Activity >> Each line below from the one containing "let generator = OpenAiGenerator::new(generator_config)?;" through the one containing "let responses = controller" should be output exactly as it stands, and no other line should appear.

(Stored items from a collection)

_ _ _

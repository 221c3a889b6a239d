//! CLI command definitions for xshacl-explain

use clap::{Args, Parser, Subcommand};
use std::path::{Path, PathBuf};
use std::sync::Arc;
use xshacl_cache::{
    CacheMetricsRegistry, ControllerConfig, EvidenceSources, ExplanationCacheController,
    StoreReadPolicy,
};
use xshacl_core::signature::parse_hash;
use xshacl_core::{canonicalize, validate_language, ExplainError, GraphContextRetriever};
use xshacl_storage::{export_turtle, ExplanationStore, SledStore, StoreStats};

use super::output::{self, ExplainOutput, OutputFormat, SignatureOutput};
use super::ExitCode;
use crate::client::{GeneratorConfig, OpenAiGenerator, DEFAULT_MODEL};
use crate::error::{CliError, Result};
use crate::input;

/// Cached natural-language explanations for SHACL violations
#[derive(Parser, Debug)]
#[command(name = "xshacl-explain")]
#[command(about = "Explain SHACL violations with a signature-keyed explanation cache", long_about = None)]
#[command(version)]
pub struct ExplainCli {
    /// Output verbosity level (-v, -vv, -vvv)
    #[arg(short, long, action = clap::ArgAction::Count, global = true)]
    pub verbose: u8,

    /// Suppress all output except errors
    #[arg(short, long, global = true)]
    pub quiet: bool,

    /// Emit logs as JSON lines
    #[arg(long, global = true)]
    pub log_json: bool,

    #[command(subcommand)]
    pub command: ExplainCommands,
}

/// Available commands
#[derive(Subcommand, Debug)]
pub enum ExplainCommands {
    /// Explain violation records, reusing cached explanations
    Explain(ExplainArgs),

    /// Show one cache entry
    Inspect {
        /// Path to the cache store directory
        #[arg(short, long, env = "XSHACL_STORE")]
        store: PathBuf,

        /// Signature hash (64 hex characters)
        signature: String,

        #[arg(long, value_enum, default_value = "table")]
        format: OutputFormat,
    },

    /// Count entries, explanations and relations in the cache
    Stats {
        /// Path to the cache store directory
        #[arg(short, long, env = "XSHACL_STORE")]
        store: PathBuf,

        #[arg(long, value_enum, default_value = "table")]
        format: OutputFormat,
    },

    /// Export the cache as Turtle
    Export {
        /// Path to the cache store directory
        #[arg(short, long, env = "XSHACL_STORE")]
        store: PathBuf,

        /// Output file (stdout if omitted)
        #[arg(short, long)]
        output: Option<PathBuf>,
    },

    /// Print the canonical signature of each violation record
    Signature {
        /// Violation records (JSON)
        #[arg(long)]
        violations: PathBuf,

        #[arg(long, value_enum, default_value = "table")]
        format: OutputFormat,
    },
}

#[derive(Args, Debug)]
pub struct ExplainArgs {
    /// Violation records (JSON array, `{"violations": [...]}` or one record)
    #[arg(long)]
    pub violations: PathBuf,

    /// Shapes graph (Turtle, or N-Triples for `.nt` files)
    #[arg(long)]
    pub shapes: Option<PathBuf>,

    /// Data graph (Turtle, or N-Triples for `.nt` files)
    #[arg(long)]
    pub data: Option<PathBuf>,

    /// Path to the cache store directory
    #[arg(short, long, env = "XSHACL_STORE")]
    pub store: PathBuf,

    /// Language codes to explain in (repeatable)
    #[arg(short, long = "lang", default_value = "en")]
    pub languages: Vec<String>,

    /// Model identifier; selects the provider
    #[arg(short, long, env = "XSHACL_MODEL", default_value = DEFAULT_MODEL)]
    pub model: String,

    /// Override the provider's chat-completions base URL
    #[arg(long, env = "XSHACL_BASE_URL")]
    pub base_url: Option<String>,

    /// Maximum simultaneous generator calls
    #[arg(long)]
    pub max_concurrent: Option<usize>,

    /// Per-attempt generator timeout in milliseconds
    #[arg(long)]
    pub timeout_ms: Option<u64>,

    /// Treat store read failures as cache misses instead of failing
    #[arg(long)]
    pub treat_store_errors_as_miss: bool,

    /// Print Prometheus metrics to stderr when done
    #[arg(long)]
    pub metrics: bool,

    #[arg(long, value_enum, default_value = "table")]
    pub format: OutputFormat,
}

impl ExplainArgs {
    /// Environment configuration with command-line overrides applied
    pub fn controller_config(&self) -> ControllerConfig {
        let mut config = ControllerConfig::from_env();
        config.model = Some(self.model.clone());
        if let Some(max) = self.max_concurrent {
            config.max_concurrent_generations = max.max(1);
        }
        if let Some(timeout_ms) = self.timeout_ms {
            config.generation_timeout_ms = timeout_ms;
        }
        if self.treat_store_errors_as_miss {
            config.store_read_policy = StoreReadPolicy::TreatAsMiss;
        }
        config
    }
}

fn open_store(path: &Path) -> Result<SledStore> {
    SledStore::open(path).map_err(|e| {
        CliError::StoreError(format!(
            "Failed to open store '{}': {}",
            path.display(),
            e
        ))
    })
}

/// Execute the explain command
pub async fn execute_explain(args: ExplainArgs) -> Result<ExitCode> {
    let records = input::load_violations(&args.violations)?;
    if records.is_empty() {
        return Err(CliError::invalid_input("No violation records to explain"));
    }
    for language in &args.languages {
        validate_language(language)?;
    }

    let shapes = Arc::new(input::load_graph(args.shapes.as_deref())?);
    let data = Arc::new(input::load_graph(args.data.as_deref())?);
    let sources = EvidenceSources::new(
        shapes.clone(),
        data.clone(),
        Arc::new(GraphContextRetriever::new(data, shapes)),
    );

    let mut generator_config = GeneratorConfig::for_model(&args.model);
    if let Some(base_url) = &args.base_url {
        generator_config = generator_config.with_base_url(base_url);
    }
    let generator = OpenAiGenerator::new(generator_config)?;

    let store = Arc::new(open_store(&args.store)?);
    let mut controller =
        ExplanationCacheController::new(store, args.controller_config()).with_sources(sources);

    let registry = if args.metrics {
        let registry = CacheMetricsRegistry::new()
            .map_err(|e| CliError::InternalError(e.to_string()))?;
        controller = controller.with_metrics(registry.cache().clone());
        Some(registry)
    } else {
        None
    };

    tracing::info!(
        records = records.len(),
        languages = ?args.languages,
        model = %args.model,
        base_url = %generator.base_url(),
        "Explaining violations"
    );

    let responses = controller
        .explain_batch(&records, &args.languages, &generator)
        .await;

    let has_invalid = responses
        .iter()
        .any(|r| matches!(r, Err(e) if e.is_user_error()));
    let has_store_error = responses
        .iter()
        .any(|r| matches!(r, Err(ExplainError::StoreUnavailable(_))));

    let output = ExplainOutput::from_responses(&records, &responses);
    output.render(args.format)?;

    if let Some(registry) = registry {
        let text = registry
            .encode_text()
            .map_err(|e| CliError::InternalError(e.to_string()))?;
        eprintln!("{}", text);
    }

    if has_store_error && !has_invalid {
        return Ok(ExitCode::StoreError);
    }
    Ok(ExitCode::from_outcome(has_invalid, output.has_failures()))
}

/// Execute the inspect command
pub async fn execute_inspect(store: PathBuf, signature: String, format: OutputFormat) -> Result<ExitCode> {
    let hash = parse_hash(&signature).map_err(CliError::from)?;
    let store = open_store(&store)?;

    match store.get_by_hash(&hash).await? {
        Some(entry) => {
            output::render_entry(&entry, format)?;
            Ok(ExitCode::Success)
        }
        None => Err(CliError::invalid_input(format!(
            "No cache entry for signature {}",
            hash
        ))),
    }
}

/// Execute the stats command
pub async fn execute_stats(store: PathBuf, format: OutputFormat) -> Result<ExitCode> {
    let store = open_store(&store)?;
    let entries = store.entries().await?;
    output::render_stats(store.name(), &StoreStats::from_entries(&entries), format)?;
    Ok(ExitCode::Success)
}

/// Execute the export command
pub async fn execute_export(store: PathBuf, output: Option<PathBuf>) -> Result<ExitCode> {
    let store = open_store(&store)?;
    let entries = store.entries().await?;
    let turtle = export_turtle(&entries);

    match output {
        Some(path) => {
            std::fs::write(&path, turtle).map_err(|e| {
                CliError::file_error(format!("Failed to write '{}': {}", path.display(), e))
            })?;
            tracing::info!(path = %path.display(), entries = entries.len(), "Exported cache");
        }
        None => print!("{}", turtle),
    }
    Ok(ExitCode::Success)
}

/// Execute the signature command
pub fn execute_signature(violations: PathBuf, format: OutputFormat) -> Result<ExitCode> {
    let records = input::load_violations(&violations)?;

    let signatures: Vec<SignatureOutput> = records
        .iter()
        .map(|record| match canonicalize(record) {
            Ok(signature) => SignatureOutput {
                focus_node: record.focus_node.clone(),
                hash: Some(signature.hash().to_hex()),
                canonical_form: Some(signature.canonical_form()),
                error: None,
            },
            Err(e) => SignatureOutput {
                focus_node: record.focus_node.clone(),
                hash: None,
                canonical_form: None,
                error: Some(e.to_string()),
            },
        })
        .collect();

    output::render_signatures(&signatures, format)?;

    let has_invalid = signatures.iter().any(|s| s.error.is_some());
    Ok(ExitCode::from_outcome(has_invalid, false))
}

_ _ _

Output below >>
    let generator = OpenAiGenerator::new(generator_config)?;

    let store = Arc::new(open_store(&args.store)?);
    let mut controller =
        ExplanationCacheController::new(store, args.controller_config()).with_sources(sources);

    let registry = if args.metrics {
        let registry = CacheMetricsRegistry::new()
            .map_err(|e| CliError::InternalError(e.to_string()))?;
        controller = controller.with_metrics(registry.cache().clone());
        Some(registry)
    } else {
        None
    };

    tracing::info!(
        records = records.len(),
        languages = ?args.languages,
        model = %args.model,
        base_url = %generator.base_url(),
        "Explaining violations"
    );

    let responses = controller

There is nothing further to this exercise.